Items from a dataset —

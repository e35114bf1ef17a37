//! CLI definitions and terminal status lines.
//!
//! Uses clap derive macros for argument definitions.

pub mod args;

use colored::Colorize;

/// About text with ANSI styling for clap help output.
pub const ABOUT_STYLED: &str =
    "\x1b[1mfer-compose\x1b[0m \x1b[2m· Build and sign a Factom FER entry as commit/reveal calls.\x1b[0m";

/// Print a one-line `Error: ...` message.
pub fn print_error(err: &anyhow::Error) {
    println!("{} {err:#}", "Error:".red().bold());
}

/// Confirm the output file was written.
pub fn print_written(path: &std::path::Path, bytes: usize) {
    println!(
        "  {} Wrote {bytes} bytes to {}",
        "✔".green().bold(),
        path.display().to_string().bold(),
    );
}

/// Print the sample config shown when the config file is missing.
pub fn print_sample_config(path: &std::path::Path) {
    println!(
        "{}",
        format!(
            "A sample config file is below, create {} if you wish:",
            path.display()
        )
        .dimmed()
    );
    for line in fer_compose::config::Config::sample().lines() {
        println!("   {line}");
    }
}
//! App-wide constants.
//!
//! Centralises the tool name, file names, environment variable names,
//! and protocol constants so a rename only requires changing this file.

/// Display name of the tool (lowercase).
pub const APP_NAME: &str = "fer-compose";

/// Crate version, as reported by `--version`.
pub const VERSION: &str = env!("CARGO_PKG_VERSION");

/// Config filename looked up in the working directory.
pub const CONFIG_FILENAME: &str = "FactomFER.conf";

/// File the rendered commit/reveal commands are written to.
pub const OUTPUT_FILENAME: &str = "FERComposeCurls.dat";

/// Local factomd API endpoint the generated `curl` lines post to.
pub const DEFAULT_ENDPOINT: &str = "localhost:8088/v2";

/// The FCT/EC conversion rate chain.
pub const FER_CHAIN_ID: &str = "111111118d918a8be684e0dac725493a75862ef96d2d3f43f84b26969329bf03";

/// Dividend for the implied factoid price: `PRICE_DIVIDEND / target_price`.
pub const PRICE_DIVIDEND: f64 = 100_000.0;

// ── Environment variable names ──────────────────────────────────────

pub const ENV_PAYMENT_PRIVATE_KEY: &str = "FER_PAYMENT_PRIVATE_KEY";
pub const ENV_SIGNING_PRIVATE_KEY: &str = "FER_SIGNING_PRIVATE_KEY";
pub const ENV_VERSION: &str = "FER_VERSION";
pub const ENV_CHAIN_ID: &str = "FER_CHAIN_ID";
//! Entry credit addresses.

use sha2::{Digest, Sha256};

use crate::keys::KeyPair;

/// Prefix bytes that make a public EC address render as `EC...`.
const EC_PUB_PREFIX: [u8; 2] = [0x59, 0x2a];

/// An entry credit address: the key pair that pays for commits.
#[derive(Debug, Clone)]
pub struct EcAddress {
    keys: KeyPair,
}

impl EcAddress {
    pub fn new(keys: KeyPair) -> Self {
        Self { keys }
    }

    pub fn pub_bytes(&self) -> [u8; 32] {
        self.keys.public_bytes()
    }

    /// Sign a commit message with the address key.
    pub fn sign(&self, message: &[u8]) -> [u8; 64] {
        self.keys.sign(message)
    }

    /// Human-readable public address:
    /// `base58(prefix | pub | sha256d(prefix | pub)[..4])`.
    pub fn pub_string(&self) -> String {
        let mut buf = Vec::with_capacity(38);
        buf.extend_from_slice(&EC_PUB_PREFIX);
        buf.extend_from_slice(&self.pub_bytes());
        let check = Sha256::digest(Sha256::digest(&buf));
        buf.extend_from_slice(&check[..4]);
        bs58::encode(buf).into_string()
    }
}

* * *

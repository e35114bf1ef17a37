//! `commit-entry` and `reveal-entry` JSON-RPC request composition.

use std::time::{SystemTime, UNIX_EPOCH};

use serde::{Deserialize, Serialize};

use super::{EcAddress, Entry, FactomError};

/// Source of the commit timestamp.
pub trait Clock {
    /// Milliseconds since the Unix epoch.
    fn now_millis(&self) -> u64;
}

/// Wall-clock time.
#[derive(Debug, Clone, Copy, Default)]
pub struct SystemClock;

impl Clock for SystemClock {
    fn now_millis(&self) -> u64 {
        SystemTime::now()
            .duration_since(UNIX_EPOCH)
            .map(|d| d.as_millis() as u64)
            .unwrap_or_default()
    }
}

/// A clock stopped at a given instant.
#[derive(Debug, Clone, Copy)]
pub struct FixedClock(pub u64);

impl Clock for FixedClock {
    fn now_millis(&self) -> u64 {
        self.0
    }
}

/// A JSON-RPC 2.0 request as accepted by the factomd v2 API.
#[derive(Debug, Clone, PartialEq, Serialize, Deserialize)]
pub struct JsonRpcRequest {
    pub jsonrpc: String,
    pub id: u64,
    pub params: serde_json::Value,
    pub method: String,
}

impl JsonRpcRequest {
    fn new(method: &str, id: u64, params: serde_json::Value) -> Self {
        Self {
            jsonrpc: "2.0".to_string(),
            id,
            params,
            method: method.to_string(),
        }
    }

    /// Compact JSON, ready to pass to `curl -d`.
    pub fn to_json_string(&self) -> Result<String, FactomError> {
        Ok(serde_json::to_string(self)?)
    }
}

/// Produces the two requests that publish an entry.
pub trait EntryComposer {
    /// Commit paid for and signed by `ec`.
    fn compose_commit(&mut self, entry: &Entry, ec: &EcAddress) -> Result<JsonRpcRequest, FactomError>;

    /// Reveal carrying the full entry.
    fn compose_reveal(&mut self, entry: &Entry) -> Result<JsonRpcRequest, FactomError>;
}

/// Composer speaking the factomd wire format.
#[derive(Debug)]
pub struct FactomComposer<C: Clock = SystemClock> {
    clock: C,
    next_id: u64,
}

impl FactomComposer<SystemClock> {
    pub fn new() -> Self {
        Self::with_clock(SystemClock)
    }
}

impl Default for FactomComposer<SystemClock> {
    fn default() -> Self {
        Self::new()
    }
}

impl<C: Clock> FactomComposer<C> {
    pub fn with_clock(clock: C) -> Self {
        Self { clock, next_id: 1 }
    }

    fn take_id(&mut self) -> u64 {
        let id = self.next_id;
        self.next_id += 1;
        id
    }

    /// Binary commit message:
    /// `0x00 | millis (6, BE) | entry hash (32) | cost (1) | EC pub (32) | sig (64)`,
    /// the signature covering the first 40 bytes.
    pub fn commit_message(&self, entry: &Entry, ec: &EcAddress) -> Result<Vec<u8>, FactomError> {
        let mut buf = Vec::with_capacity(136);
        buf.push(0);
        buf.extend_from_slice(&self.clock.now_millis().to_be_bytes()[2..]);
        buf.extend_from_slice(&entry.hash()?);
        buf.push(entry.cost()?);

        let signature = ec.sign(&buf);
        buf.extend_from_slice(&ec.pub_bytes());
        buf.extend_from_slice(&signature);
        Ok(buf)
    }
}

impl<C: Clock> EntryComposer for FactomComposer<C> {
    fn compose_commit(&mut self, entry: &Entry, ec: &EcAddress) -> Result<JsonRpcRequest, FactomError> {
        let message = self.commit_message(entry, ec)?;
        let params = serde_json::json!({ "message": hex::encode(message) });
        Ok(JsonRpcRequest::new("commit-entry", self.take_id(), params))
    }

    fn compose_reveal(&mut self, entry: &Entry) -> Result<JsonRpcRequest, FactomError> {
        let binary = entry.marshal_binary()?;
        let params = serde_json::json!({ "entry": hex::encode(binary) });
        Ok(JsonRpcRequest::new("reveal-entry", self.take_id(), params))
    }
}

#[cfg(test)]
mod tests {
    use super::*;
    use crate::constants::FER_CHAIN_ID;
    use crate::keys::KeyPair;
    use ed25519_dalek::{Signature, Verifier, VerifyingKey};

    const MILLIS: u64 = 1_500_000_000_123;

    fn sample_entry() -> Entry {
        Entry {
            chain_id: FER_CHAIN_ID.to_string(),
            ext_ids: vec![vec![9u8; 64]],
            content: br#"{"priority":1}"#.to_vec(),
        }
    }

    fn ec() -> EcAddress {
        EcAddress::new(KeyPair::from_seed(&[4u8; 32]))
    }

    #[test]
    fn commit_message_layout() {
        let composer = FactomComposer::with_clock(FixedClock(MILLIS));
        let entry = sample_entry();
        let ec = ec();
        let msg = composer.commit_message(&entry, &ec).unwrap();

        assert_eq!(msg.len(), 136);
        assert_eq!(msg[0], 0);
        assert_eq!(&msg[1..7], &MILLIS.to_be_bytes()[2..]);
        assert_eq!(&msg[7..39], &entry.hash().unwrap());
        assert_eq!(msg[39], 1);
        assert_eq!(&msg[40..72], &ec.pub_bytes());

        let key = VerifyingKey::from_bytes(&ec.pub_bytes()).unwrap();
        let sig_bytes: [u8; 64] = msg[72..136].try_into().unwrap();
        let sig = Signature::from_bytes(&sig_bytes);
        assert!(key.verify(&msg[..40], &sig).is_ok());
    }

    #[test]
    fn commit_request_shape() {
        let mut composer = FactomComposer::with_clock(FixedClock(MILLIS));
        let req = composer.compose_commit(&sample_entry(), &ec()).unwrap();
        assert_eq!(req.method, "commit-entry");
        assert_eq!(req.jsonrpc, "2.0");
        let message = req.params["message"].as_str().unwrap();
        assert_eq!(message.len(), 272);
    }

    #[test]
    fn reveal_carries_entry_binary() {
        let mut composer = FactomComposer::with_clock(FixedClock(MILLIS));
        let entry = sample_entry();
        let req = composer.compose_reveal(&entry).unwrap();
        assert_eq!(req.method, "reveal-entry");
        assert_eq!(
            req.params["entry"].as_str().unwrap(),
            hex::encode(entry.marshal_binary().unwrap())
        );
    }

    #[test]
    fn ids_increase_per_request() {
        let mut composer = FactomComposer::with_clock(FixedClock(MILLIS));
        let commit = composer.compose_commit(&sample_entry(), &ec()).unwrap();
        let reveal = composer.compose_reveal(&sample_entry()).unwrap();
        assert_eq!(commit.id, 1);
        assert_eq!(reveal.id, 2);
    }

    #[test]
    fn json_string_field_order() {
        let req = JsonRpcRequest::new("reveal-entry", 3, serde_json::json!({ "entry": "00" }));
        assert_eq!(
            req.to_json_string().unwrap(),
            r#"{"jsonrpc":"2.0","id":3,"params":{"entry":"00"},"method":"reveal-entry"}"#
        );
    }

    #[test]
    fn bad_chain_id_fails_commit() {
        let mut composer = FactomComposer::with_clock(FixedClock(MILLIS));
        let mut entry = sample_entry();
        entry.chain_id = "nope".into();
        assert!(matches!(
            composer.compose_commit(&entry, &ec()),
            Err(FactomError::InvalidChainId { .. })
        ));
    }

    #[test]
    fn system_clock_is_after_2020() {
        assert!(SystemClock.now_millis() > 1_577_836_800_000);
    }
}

* * *

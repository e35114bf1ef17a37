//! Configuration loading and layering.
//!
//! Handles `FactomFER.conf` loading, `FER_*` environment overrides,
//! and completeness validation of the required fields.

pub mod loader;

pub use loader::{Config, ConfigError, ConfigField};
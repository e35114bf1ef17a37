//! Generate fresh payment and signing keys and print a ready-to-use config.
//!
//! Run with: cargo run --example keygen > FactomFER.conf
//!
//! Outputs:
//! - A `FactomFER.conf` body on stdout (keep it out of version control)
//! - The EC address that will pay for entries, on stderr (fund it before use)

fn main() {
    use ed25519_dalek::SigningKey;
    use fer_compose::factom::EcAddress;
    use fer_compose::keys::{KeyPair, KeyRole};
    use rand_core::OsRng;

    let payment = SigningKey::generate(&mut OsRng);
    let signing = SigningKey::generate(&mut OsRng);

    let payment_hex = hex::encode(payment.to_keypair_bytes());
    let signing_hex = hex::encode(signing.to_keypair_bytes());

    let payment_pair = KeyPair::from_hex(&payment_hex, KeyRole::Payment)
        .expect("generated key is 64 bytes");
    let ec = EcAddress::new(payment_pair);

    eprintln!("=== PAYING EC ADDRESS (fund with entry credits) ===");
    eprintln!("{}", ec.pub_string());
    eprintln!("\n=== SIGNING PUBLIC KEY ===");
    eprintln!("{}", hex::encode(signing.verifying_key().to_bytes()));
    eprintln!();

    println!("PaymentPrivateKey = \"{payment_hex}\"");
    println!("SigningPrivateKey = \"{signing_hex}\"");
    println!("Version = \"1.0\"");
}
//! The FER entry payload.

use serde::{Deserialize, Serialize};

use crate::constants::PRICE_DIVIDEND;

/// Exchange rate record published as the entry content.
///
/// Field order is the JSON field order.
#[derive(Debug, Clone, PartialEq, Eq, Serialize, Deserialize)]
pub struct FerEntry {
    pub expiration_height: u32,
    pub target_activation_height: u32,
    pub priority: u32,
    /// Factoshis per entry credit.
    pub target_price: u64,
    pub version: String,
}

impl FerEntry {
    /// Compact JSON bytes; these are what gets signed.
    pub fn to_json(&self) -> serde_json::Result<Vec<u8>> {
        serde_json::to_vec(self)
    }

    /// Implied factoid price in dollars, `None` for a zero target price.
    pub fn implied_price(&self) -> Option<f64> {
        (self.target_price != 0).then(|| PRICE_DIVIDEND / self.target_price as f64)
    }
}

WHAT THE TASK ASKS — Would you please filter the lines above and copy every one that includes "SystemTime"?

ANSWER SPACE —
use std::time::{SystemTime, UNIX_EPOCH};
        SystemTime::now()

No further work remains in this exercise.